Home | Archive | SEO Tools | Contact

Exploiting LSI to rank higher

So your site is up and running and it’s the best thing since the invention of the VCR pause button, you’ve got SEO friendly site architecture, great content and some features your competition hasn’t. The only elusive element is that high-traffic phrase you’ve been trying to rank for. You’ve got loads of links with your keyword anchor text and it’s plastered on your site, so what the hell gives? Sound familiar?

Going a bit deeper into Google
I want to briefly go over something called Latent Semantic Indexing (LSI), which although it sounds like an incredibly boring and somewhat silly acronym, is actually really important. “Semantic” is the study of “language meaning”, so what LSI really stands for is “examining the potential meanings and connections of a load of different words, then putting them into a giant interconnected hierarchy and ranking system that wouldn’t fit on even a really big bit of paper”, which is why I shall refer to it as LSI again from now on.

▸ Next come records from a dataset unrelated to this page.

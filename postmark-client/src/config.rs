//! Client configuration

use std::time::Duration;

/// Production API endpoint.
pub const DEFAULT_BASE_URL: &str = "https://api.postmarkapp.com";
/// Connect timeout, seconds.
const DEFAULT_CONNECT_TIMEOUT_SECS: u64 = 10;
/// Whole-request timeout, seconds.
const DEFAULT_REQUEST_TIMEOUT_SECS: u64 = 30;

/// Settings for [`PostmarkClient`](crate::PostmarkClient) and the default
/// [`ReqwestTransport`](crate::ReqwestTransport).
///
/// # Default
///
/// `https://api.postmarkapp.com`, 10s connect timeout, 30s request timeout.
#[derive(Debug, Clone, PartialEq, Eq)]
pub struct ClientConfig {
    /// API root, without trailing slash.
    pub base_url: String,
    /// TCP/TLS connect timeout.
    pub connect_timeout: Duration,
    /// Whole-request timeout.
    pub request_timeout: Duration,
    /// `User-Agent` header value.
    pub user_agent: String,
}

impl Default for ClientConfig {
    fn default() -> Self {
        Self {
            base_url: DEFAULT_BASE_URL.to_string(),
            connect_timeout: Duration::from_secs(DEFAULT_CONNECT_TIMEOUT_SECS),
            request_timeout: Duration::from_secs(DEFAULT_REQUEST_TIMEOUT_SECS),
            user_agent: format!("postmark-client/{}", env!("CARGO_PKG_VERSION")),
        }
    }
}

impl ClientConfig {
    /// Default settings pointed at another endpoint (mock servers, proxies).
    pub fn with_base_url(base_url: impl Into<String>) -> Self {
        Self {
            base_url: base_url.into(),
            ..Self::default()
        }
    }

    /// Base URL with trailing slashes removed.
    pub fn normalized_base_url(&self) -> &str {
        self.base_url.trim_end_matches('/')
    }
}
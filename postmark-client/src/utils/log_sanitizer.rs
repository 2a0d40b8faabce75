//! Log truncation
//!
//! Domain responses carry full DKIM public keys; logging them whole buries
//! everything else, so bodies are cut before they reach the logger.

/// Bytes kept by [`truncate_for_log`].
const TRUNCATE_LIMIT: usize = 256;

/// Largest char boundary `<= index`. `str::floor_char_boundary` needs 1.91.
fn floor_char_boundary(s: &str, index: usize) -> usize {
    if index >= s.len() {
        return s.len();
    }
    (0..=index).rev().find(|&i| s.is_char_boundary(i)).unwrap_or(0)
}

/// Returns `s` unchanged when short, otherwise its first `TRUNCATE_LIMIT`
/// bytes followed by the total length.
pub fn truncate_for_log(s: &str) -> String {
    if s.len() <= TRUNCATE_LIMIT {
        return s.to_string();
    }
    let cut = floor_char_boundary(s, TRUNCATE_LIMIT);
    format!("{}... [{} bytes total]", &s[..cut], s.len())
}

The bottom line here is that Google spiders billions of blogs, news sites, documents and web pages, then crunches all of this textual data and tries to work out which words are related to each other, which words are related to a certain subject and have a stab at trying to work out the context in which words are being used.

“I don’t believe you, Google’s not that clever”
Here’s a neat trick. Try doing a search for a keyword in your niche and put a tilde (~) in front of the keyword. This will scratch the surface of what the LSI part of Google’s algorithm is doing.

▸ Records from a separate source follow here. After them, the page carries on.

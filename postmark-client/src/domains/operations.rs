//! Descriptor table for the domains resource
//!
//! | Operation | Method | Path |
//! |---|---|---|
//! | list | GET | `domains?count=&offset=` |
//! | get | GET | `domains/{id}` |
//! | create | POST | `domains` |
//! | edit | PUT | `domains/{id}` |
//! | delete | DELETE | `domains/{id}` |
//! | verify DKIM | PUT | `domains/{id}/verifyDkim` |
//! | verify return path | PUT | `domains/{id}/verifyReturnPath` |
//! | rotate DKIM | POST | `domains/{id}/rotatedkim` |
//!
//! All of them use the server token.

use crate::credentials::TokenType;
use crate::error::Result;
use crate::operation::Operation;
use crate::transport::HttpMethod;
use crate::types::{CreateDomain, DomainListParams, EditDomain};

const DOMAINS_PATH: &str = "domains";
const TOKEN: TokenType = TokenType::Server;

fn domain_path(domain_id: &str) -> String {
    format!("{DOMAINS_PATH}/{domain_id}")
}

pub fn list(params: &DomainListParams) -> Operation {
    Operation::new(HttpMethod::Get, DOMAINS_PATH, TOKEN).with_query(&[
        ("count", params.count.to_string()),
        ("offset", params.offset.to_string()),
    ])
}

pub fn get(domain_id: &str) -> Operation {
    Operation::new(HttpMethod::Get, domain_path(domain_id), TOKEN)
}

pub fn create(request: &CreateDomain) -> Result<Operation> {
    Operation::new(HttpMethod::Post, DOMAINS_PATH, TOKEN).with_payload(request)
}

pub fn edit(domain_id: &str, request: &EditDomain) -> Result<Operation> {
    Operation::new(HttpMethod::Put, domain_path(domain_id), TOKEN).with_payload(request)
}

pub fn delete(domain_id: &str) -> Operation {
    Operation::new(HttpMethod::Delete, domain_path(domain_id), TOKEN)
}

pub fn verify_dkim(domain_id: &str) -> Operation {
    Operation::new(
        HttpMethod::Put,
        format!("{}/verifyDkim", domain_path(domain_id)),
        TOKEN,
    )
}

pub fn verify_return_path(domain_id: &str) -> Operation {
    Operation::new(
        HttpMethod::Put,
        format!("{}/verifyReturnPath", domain_path(domain_id)),
        TOKEN,
    )
}

pub fn rotate_dkim(domain_id: &str) -> Operation {
    Operation::new(
        HttpMethod::Post,
        format!("{}/rotatedkim", domain_path(domain_id)),
        TOKEN,
    )
}
//! # postmark-client
//!
//! A typed async client for the [Postmark](https://postmarkapp.com/) REST API,
//! covering the domains resource.
//!
//! ## Operations
//!
//! | Method | Endpoint | Token |
//! |--------|----------|-------|
//! | [`list_domains`](DomainsApi::list_domains) | `GET /domains?count=&offset=` | server |
//! | [`get_domain`](DomainsApi::get_domain) | `GET /domains/{id}` | server |
//! | [`create_domain`](DomainsApi::create_domain) | `POST /domains` | server |
//! | [`edit_domain`](DomainsApi::edit_domain) | `PUT /domains/{id}` | server |
//! | [`delete_domain`](DomainsApi::delete_domain) | `DELETE /domains/{id}` | server |
//! | [`verify_dkim`](DomainsApi::verify_dkim) | `PUT /domains/{id}/verifyDkim` | server |
//! | [`verify_return_path`](DomainsApi::verify_return_path) | `PUT /domains/{id}/verifyReturnPath` | server |
//! | [`rotate_dkim`](DomainsApi::rotate_dkim) | `POST /domains/{id}/rotatedkim` | server |
//!
//! Other endpoints can be reached with [`Operation`] and
//! [`PostmarkClient::execute`], which apply the same authentication and
//! error handling.
//!
//! ## Feature Flags
//!
//! - **`native-tls`** *(default)* — Use the platform's native TLS implementation.
//! - **`rustls`** — Use rustls.
//!
//! ## Usage
//!
//! ```rust,no_run
//! use postmark_client::{
//!     CreateDomain, Credentials, DomainListParams, DomainsApi, PostmarkClient,
//! };
//!
//! #[tokio::main]
//! async fn main() -> Result<(), Box<dyn std::error::Error>> {
//!     let client = PostmarkClient::new(Credentials::server("your-server-token"))?;
//!
//!     let domain = client
//!         .create_domain(&CreateDomain {
//!             name: "example.com".to_string(),
//!             return_path_domain: "pm-bounces.example.com".to_string(),
//!         })
//!         .await?;
//!     println!("{} -> DKIM host {}", domain.name, domain.dkim_host);
//!
//!     let page = client.list_domains(&DomainListParams::new(50, 0)).await?;
//!     for info in &page.domains {
//!         println!("{} (dkim verified: {})", info.name, info.dkim_verified);
//!     }
//!
//!     Ok(())
//! }
//! ```
//!
//! ## Error Handling
//!
//! Every operation returns [`Result<T, ClientError>`](ClientError). A body
//! with a non-zero `ErrorCode` is reported as [`ClientError::Api`] even when
//! the HTTP status is 2xx, and a non-2xx status is reported as
//! [`ClientError::HttpStatus`] even when `ErrorCode` is 0. Nothing is retried.

mod client;
mod config;
mod credentials;
mod domains;
mod error;
mod operation;
mod traits;
mod transport;
mod types;
mod utils;

#[cfg(test)]
mod test_utils;

pub use client::PostmarkClient;
pub use config::{ClientConfig, DEFAULT_BASE_URL};
pub use credentials::{
    ACCOUNT_TOKEN_ENV, ACCOUNT_TOKEN_HEADER, Credentials, SERVER_TOKEN_ENV, SERVER_TOKEN_HEADER,
    TokenType,
};
pub use domains::operations as domain_operations;
pub use error::{ClientError, Result};
pub use operation::Operation;
pub use traits::DomainsApi;
pub use transport::{HttpMethod, HttpRequest, HttpResponse, ReqwestTransport, Transport};
pub use types::{
    ApiError, CreateDomain, Domain, DomainInfo, DomainList, DomainListParams, EditDomain,
    RotatedDkim,
};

Lets try a search for holidays


You can see Google has bolded the words Holidays and Flights. Google has worked out that the word “holidays” is related to the word “flights” (round of applause). You can continue going down this path, with a search for ~flights which will show you Google knows that the word “flights” is related to “fares” and so on.

You can imagine on the scale that Google retrieves data and the billions upon billions of pages it reads, it has quite enough data to make some fairly accurate calculations about the connections between words and specifically what other words it should be looking for when spidering a site on a specific subject.

Although it’s a hell of a lot more advanced than this, you can look at the co-occurrence of words, by seeing how many pages there are with keyword A, how many pages with keyword B and how many pages with both keyword A and B on.


So we can calculate the co-occurrence of the words “car” and “insurance” by doing: C / ((A+B)-C) [I'll let you do that]

What you’ll see is that the words “car” and “insurance” go together like carrots and peas, whereas;


“car” and “spoon” are not quite so happily married. If you interested in the real dirty maths behind co-occurrence I’d have a look at this.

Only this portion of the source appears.